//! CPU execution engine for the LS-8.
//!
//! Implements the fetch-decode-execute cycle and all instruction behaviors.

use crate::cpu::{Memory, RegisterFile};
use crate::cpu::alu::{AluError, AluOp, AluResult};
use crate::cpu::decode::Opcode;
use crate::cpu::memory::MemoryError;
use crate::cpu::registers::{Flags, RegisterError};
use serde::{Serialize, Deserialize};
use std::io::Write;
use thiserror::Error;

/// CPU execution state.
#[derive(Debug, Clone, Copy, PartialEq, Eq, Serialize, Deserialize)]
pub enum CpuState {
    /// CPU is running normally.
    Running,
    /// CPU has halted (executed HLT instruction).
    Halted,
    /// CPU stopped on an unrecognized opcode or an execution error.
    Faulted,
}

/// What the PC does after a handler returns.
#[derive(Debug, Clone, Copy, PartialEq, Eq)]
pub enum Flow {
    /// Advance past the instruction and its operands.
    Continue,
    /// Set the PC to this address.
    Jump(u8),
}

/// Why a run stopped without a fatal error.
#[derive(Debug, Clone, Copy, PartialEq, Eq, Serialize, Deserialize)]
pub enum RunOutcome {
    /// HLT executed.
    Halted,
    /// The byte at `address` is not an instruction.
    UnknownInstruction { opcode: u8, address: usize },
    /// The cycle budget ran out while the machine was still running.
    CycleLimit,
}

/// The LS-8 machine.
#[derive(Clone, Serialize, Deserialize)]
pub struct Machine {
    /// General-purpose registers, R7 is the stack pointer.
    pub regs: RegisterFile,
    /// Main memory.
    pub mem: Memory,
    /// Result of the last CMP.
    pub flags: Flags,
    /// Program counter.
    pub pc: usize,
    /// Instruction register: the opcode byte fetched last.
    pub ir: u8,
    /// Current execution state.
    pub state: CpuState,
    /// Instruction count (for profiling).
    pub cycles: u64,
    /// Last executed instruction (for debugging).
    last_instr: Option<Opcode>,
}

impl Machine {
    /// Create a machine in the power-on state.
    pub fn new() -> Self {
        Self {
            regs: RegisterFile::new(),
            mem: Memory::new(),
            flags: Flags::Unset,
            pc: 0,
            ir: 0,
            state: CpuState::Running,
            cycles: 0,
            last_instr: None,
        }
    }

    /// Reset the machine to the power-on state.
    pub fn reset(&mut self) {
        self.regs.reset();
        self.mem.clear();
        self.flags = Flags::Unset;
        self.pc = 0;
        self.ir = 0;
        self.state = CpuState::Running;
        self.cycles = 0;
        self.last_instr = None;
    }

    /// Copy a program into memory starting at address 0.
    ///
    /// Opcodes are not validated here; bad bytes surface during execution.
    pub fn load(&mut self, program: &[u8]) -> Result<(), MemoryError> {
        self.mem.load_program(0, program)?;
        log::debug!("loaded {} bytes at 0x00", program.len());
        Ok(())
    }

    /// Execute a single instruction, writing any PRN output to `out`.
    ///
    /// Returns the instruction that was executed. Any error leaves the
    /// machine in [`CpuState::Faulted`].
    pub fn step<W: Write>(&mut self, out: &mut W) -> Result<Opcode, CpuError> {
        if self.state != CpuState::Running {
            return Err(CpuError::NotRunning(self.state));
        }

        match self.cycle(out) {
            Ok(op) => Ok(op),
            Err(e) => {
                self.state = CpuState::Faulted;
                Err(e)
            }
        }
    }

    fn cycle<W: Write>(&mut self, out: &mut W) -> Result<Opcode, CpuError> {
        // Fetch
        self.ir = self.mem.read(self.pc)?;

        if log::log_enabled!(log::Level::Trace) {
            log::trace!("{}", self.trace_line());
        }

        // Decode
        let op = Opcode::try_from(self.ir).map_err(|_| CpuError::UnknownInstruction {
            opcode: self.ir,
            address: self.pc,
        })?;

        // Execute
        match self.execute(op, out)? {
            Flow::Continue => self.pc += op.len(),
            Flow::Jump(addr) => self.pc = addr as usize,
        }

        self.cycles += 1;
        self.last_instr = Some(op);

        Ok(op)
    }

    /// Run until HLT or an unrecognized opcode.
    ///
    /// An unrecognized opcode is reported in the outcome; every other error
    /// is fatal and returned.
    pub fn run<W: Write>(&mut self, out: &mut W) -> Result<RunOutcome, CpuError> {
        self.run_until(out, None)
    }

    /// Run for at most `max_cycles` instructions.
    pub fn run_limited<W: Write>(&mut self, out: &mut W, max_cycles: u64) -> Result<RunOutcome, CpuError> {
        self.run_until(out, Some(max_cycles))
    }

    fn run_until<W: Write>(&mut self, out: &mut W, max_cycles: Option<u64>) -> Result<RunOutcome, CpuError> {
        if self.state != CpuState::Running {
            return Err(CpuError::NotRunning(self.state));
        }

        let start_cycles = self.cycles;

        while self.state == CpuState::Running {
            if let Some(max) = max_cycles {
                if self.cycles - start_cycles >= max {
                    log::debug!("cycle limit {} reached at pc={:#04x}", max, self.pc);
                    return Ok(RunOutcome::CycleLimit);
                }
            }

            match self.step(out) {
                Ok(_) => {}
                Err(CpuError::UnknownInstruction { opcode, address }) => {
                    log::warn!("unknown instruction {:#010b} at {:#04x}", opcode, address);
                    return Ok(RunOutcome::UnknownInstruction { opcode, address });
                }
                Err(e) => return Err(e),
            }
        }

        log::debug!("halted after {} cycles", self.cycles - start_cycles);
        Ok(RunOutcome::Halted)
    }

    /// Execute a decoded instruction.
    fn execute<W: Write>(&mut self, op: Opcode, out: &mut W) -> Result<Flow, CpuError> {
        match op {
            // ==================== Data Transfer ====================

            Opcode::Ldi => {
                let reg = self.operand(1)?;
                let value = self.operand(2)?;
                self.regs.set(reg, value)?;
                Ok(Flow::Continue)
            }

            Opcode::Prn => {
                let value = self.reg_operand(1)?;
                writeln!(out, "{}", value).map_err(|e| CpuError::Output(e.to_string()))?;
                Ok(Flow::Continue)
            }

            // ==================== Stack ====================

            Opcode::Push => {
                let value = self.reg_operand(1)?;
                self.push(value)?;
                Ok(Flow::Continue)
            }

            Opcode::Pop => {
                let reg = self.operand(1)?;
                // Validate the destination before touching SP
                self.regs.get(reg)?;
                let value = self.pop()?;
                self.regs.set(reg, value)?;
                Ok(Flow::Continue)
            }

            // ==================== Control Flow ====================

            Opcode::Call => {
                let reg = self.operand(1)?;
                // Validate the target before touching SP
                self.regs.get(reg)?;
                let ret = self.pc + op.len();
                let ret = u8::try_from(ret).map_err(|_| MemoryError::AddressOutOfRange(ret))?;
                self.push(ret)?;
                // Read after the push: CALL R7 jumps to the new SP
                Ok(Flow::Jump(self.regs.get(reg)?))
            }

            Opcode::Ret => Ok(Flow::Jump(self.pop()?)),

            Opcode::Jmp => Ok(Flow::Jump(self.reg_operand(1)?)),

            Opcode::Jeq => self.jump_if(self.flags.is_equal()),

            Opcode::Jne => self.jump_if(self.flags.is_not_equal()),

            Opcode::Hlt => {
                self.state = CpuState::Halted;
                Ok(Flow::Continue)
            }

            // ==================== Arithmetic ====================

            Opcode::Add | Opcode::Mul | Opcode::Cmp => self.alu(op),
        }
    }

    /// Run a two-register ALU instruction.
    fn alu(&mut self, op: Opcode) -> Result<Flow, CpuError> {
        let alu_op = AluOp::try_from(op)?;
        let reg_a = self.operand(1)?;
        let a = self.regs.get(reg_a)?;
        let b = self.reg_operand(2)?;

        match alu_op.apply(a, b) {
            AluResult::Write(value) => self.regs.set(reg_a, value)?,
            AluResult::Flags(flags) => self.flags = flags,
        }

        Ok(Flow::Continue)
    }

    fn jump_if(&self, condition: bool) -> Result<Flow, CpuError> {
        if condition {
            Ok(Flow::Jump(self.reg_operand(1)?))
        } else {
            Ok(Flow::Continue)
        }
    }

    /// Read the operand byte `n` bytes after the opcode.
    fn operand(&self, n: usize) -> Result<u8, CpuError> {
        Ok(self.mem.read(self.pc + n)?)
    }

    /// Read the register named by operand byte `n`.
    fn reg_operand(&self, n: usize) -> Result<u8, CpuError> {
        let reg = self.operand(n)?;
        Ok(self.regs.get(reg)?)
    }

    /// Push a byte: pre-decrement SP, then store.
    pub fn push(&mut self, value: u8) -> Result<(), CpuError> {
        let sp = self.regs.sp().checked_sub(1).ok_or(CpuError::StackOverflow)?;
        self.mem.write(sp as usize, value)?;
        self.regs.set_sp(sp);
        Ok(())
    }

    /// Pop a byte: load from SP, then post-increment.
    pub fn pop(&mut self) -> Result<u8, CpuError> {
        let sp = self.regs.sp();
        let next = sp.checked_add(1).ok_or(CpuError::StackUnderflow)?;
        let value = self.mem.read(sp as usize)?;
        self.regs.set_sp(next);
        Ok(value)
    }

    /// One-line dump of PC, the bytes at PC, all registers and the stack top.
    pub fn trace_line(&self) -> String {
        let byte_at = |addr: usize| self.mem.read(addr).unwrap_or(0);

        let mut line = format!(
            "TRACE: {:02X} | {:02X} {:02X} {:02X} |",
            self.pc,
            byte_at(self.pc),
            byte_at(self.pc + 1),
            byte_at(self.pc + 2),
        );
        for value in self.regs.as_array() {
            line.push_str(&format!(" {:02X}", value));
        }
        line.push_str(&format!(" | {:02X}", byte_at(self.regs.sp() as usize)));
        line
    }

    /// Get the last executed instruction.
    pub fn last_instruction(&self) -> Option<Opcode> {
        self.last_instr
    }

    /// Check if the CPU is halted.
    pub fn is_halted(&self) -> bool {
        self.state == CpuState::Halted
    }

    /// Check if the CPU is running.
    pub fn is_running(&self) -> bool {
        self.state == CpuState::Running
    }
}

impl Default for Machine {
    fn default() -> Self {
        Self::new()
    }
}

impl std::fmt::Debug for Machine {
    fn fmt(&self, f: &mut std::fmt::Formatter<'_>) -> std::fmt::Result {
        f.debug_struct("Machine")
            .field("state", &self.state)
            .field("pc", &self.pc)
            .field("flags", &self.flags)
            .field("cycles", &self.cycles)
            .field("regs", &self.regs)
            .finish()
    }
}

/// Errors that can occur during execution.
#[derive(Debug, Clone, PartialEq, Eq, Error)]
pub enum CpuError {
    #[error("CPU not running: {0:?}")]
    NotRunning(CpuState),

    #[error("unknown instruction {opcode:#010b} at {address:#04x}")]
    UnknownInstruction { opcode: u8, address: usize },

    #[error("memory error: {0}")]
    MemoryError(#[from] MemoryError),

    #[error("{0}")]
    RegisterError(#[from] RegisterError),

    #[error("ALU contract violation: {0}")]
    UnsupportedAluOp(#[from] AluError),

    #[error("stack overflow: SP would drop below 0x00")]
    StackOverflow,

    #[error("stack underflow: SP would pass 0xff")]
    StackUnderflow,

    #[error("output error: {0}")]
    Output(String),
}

# WORK INSTRUCTION:
What are the lines, exactly as written above, from the line with "Flow::Jump(addr) => self.pc" to the line with "while self.state == CpuState::Running", both included? Output only those.

# EXERCISE RESULT:
            Flow::Jump(addr) => self.pc = addr as usize,
        }

        self.cycles += 1;
        self.last_instr = Some(op);

        Ok(op)
    }

    /// Run until HLT or an unrecognized opcode.
    ///
    /// An unrecognized opcode is reported in the outcome; every other error
    /// is fatal and returned.
    pub fn run<W: Write>(&mut self, out: &mut W) -> Result<RunOutcome, CpuError> {
        self.run_until(out, None)
    }

    /// Run for at most `max_cycles` instructions.
    pub fn run_limited<W: Write>(&mut self, out: &mut W, max_cycles: u64) -> Result<RunOutcome, CpuError> {
        self.run_until(out, Some(max_cycles))
    }

    fn run_until<W: Write>(&mut self, out: &mut W, max_cycles: Option<u64>) -> Result<RunOutcome, CpuError> {
        if self.state != CpuState::Running {
            return Err(CpuError::NotRunning(self.state));
        }

        let start_cycles = self.cycles;

        while self.state == CpuState::Running {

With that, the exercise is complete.